Tuesday, November 21, 2006

Pandora's box

When I was young, I remember my mom used to keep really cool things in her purse, probably mainly to keep my brothers and entertained. One day, when I was about 8 we were sitting in church as a family and I decided to empty out her purse and find out what things she had in there. However, once I got the contents out, I had a horrible time trying to get them all back in again. Try as I might, they would not, could not fit! So, I had to, red-faced, ask my mother to help me put all the objects back into the purse.

Many days, I feel this is a good analogy to describe how it feels to live overseas. It is like taking something out of the box and finding it just doesn’t fit when you try to put it in again. The problem is, it is not just that you are taken out of the box you are in but then forced into another one, not the one you came out of, and you don’t quite fit in that one either!

Let me use an example. The other day I was with two good friends and after we walked out of the restaurant I “called shotgun” which means you just say “shotgun” out loud. For more information on calling shotgun, click here. Basically, I then had to explain the entire idea of calling shotgun to then, something the average American would immediately understand.

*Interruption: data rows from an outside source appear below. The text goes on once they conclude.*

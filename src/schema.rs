//! Attribute schemas for resources, data sources and the provider block.
//!
//! A schema is an ordered table of attributes. Validation covers what every
//! resource needs (presence, JSON kind, enum membership, regexes, mutually
//! exclusive fields). Anything more specific lives in the resource's own
//! `validate` hook.

use indexmap::IndexMap;
use regex::Regex;
use serde::Serialize;
use serde_json::{Map, Value};

use crate::diag::Diagnostics;

#[derive(Debug, Clone, PartialEq, Serialize)]
#[serde(rename_all = "snake_case")]
pub enum Kind {
    String,
    Bool,
    Int,
    List(Box<Kind>),
    Set(Box<Kind>),
    Object(IndexMap<String, Kind>),
}

impl Kind {
    pub fn list_of(kind: Kind) -> Self {
        Kind::List(Box::new(kind))
    }

    pub fn set_of(kind: Kind) -> Self {
        Kind::Set(Box::new(kind))
    }

    pub fn object(fields: &[(&str, Kind)]) -> Self {
        Kind::Object(fields.iter().map(|(k, v)| (k.to_string(), v.clone())).collect())
    }

    fn matches(&self, value: &Value) -> bool {
        match (self, value) {
            (_, Value::Null) => true,
            (Kind::String, Value::String(_)) => true,
            (Kind::Bool, Value::Bool(_)) => true,
            (Kind::Int, Value::Number(n)) => n.is_i64() || n.is_u64(),
            (Kind::List(inner) | Kind::Set(inner), Value::Array(items)) => items.iter().all(|v| inner.matches(v)),
            (Kind::Object(fields), Value::Object(map)) => map
                .iter()
                .all(|(k, v)| fields.get(k).map(|kind| kind.matches(v)).unwrap_or(false)),
            _ => false,
        }
    }

    fn describe(&self) -> &'static str {
        match self {
            Kind::String => "a string",
            Kind::Bool => "a bool",
            Kind::Int => "an integer",
            Kind::List(_) => "a list",
            Kind::Set(_) => "a set",
            Kind::Object(_) => "an object",
        }
    }
}

#[derive(Debug, Clone)]
pub enum Validator {
    OneOf(&'static [&'static str]),
    Regex(&'static Regex, &'static str),
    IntBetween(i64, i64),
    LengthBetween(usize, usize),
    ConflictsWith(&'static [&'static str]),
    AlsoRequires(&'static [&'static str]),
}

impl Validator {
    fn check(&self, name: &str, value: &Value, object: &Map<String, Value>, diags: &mut Diagnostics) {
        let is_set = |other: &str| object.get(other).map(|v| !v.is_null()).unwrap_or(false);

        match self {
            Validator::OneOf(allowed) => {
                for s in strings(value) {
                    if !allowed.contains(&s) {
                        diags.attribute_error(
                            name,
                            "Invalid attribute value",
                            format!("{name} must be one of {}, got {s:?}", allowed.join(", ")),
                        );
                    }
                }
            }
            Validator::Regex(re, message) => {
                for s in strings(value) {
                    if !re.is_match(s) {
                        diags.attribute_error(name, "Invalid attribute value", format!("{name}: {message}, got {s:?}"));
                    }
                }
            }
            Validator::IntBetween(min, max) => {
                if let Some(n) = value.as_i64() {
                    if n < *min || n > *max {
                        diags.attribute_error(
                            name,
                            "Invalid attribute value",
                            format!("{name} must be between {min} and {max}, got {n}"),
                        );
                    }
                }
            }
            Validator::LengthBetween(min, max) => {
                let len = match value {
                    Value::String(s) => s.chars().count(),
                    Value::Array(items) => items.len(),
                    _ => return,
                };
                if len < *min || len > *max {
                    diags.attribute_error(
                        name,
                        "Invalid attribute length",
                        format!("{name} must have length between {min} and {max}, got {len}"),
                    );
                }
            }
            Validator::ConflictsWith(others) => {
                for other in others.iter().filter(|o| is_set(o)) {
                    diags.attribute_error(
                        name,
                        "Conflicting attributes",
                        format!("{name} cannot be set together with {other}"),
                    );
                }
            }
            Validator::AlsoRequires(others) => {
                for other in others.iter().filter(|o| !is_set(o)) {
                    diags.attribute_error(name, "Missing attribute", format!("{name} requires {other} to be set"));
                }
            }
        }
    }
}

fn strings(value: &Value) -> Vec<&str> {
    match value {
        Value::String(s) => vec![s.as_str()],
        Value::Array(items) => items.iter().filter_map(Value::as_str).collect(),
        _ => Vec::new(),
    }
}

#[derive(Debug, Clone, Serialize)]
pub struct Attribute {
    pub kind: Kind,
    pub required: bool,
    pub optional: bool,
    pub computed: bool,
    pub sensitive: bool,
    pub requires_replace: bool,
    #[serde(skip_serializing_if = "Option::is_none")]
    pub default: Option<Value>,
    #[serde(skip_serializing_if = "String::is_empty")]
    pub description: String,
    #[serde(skip)]
    pub validators: Vec<Validator>,
}

impl Attribute {
    fn new(kind: Kind) -> Self {
        Attribute {
            kind,
            required: false,
            optional: false,
            computed: false,
            sensitive: false,
            requires_replace: false,
            default: None,
            description: String::new(),
            validators: Vec::new(),
        }
    }

    pub fn required(kind: Kind) -> Self {
        Attribute {
            required: true,
            ..Self::new(kind)
        }
    }

    pub fn optional(kind: Kind) -> Self {
        Attribute {
            optional: true,
            ..Self::new(kind)
        }
    }

    pub fn computed(kind: Kind) -> Self {
        Attribute {
            computed: true,
            ..Self::new(kind)
        }
    }

    pub fn required_string() -> Self {
        Self::required(Kind::String)
    }

    pub fn optional_string() -> Self {
        Self::optional(Kind::String)
    }

    pub fn computed_string() -> Self {
        Self::computed(Kind::String)
    }

    pub fn optional_bool() -> Self {
        Self::optional(Kind::Bool)
    }

    pub fn also_computed(mut self) -> Self {
        self.computed = true;
        self
    }

    pub fn sensitive(mut self) -> Self {
        self.sensitive = true;
        self
    }

    pub fn requires_replace(mut self) -> Self {
        self.requires_replace = true;
        self
    }

    pub fn default(mut self, value: impl Into<Value>) -> Self {
        self.default = Some(value.into());
        self
    }

    pub fn describe(mut self, description: &str) -> Self {
        self.description = description.to_string();
        self
    }

    pub fn validate(mut self, validator: Validator) -> Self {
        self.validators.push(validator);
        self
    }

    /// Attributes that are only ever set by the provider.
    pub fn is_read_only(&self) -> bool {
        self.computed && !self.optional && !self.required
    }
}

#[derive(Debug, Clone, Default, Serialize)]
pub struct Schema {
    pub version: u32,
    #[serde(skip_serializing_if = "String::is_empty")]
    pub description: String,
    pub attributes: IndexMap<String, Attribute>,
}

impl Schema {
    pub fn new(description: &str) -> Self {
        Schema {
            version: 0,
            description: description.to_string(),
            attributes: IndexMap::new(),
        }
    }

    pub fn attr(mut self, name: &str, attribute: Attribute) -> Self {
        self.attributes.insert(name.to_string(), attribute);
        self
    }

    /// Validates user configuration. Read-only attributes may not be set.
    pub fn validate_config(&self, value: &Value) -> Diagnostics {
        self.check(value, true)
    }

    /// Validates a planned or prior state, where computed values are expected.
    pub fn validate_state(&self, value: &Value) -> Diagnostics {
        self.check(value, false)
    }

    fn check(&self, value: &Value, reject_read_only: bool) -> Diagnostics {
        let mut diags = Diagnostics::new();

        let Some(object) = value.as_object() else {
            diags.push(crate::diag::Diagnostic::error(
                "Invalid configuration",
                "expected an object of attributes",
            ));
            return diags;
        };

        for key in object.keys() {
            if !self.attributes.contains_key(key) {
                diags.attribute_error(key, "Unsupported attribute", format!("An attribute named {key:?} is not expected here"));
            }
        }

        for (name, attribute) in &self.attributes {
            let value = object.get(name).unwrap_or(&Value::Null);

            if value.is_null() {
                if attribute.required {
                    diags.attribute_error(
                        name,
                        "Missing required attribute",
                        format!("The attribute {name:?} is required, but no definition was found"),
                    );
                }
                continue;
            }

            if reject_read_only && attribute.is_read_only() {
                diags.attribute_error(
                    name,
                    "Invalid configuration",
                    format!("{name} is computed by the provider and cannot be set"),
                );
                continue;
            }

            if !attribute.kind.matches(value) {
                diags.attribute_error(
                    name,
                    "Incorrect attribute value type",
                    format!("{name} must be {}", attribute.kind.describe()),
                );
                continue;
            }

            for validator in &attribute.validators {
                validator.check(name, value, object, &mut diags);
            }
        }

        diags
    }

    /// Fills defaults for optional attributes left null.
    pub fn apply_defaults(&self, value: &mut Value) {
        let Some(object) = value.as_object_mut() else {
            return;
        };
        for (name, attribute) in &self.attributes {
            let Some(default) = &attribute.default else {
                continue;
            };
            let slot = object.entry(name.clone()).or_insert(Value::Null);
            if slot.is_null() {
                *slot = default.clone();
            }
        }
    }

    pub fn requires_replace(&self, name: &str) -> bool {
        self.attributes.get(name).map(|a| a.requires_replace).unwrap_or(false)
    }

    pub fn computed_attributes(&self) -> impl Iterator<Item = &str> {
        self.attributes
            .iter()
            .filter(|(_, a)| a.computed)
            .map(|(name, _)| name.as_str())
    }
}

#[cfg(test)]
mod tests {
    use super::*;
    use lazy_static::lazy_static;
    use serde_json::json;

    lazy_static! {
        static ref NAME: Regex = Regex::new("^[a-z]+$").unwrap();
    }

    fn schema() -> Schema {
        Schema::new("test")
            .attr("name", Attribute::required_string().validate(Validator::Regex(&NAME, "must be lowercase")))
            .attr(
                "visibility",
                Attribute::optional_string()
                    .default("private")
                    .validate(Validator::OneOf(&["public", "private"])),
            )
            .attr("plaintext", Attribute::optional_string().validate(Validator::ConflictsWith(&["encrypted"])))
            .attr("encrypted", Attribute::optional_string())
            .attr("timer", Attribute::optional(Kind::Int).validate(Validator::IntBetween(0, 10)))
            .attr("tags", Attribute::optional(Kind::set_of(Kind::String)).validate(Validator::LengthBetween(1, 2)))
            .attr("etag", Attribute::computed_string())
    }

    #[test]
    fn accepts_valid_config() {
        let diags = schema().validate_config(&json!({ "name": "widgets", "visibility": "public", "timer": 3 }));
        assert!(!diags.has_error(), "{diags:?}");
    }

    #[test]
    fn reports_missing_and_unknown() {
        let diags = schema().validate_config(&json!({ "colour": "red" }));
        let attrs: Vec<_> = diags.iter().filter_map(|d| d.attribute.as_deref()).collect();
        assert!(attrs.contains(&"colour"));
        assert!(attrs.contains(&"name"));
    }

    #[test]
    fn enum_regex_and_range() {
        let diags = schema().validate_config(&json!({ "name": "Widgets", "visibility": "internal", "timer": 11 }));
        assert_eq!(diags.0.len(), 3);
    }

    #[test]
    fn conflicting_attributes() {
        let diags = schema().validate_config(&json!({ "name": "a", "plaintext": "x", "encrypted": "y" }));
        assert!(diags.has_error());
        assert_eq!(diags.0[0].attribute.as_deref(), Some("plaintext"));
    }

    #[test]
    fn read_only_only_rejected_in_config() {
        let value = json!({ "name": "a", "etag": "W/\"abc\"" });
        assert!(schema().validate_config(&value).has_error());
        assert!(!schema().validate_state(&value).has_error());
    }

    #[test]
    fn wrong_kind() {
        let diags = schema().validate_config(&json!({ "name": "a", "timer": "soon", "tags": ["a", "b", "c"] }));
        assert_eq!(diags.0.len(), 2);
    }

    #[test]
    fn defaults_fill_nulls_only() {
        let mut value = json!({ "name": "a", "visibility": null });
        schema().apply_defaults(&mut value);
        assert_eq!(value["visibility"], "private");

        let mut value = json!({ "name": "a", "visibility": "public" });
        schema().apply_defaults(&mut value);
        assert_eq!(value["visibility"], "public");
    }
}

But this works that other way. Now when I go home, I want to use words like kiasu or chin-chai with my friends but the average American has no clue what these words mean. Click here for kiasu and here for chin-chai definitions.

I feel ultimately that I have a better understanding about the world and about my own culture’s impact upon my life but the problem is that it always feels like I am hiding a bit of myself. I guess that is why it is a bit like Pandora’s Box, which when opened unleashed all manner of mayhem but hope remained. Hope, I feel, is what all these boxes have given me.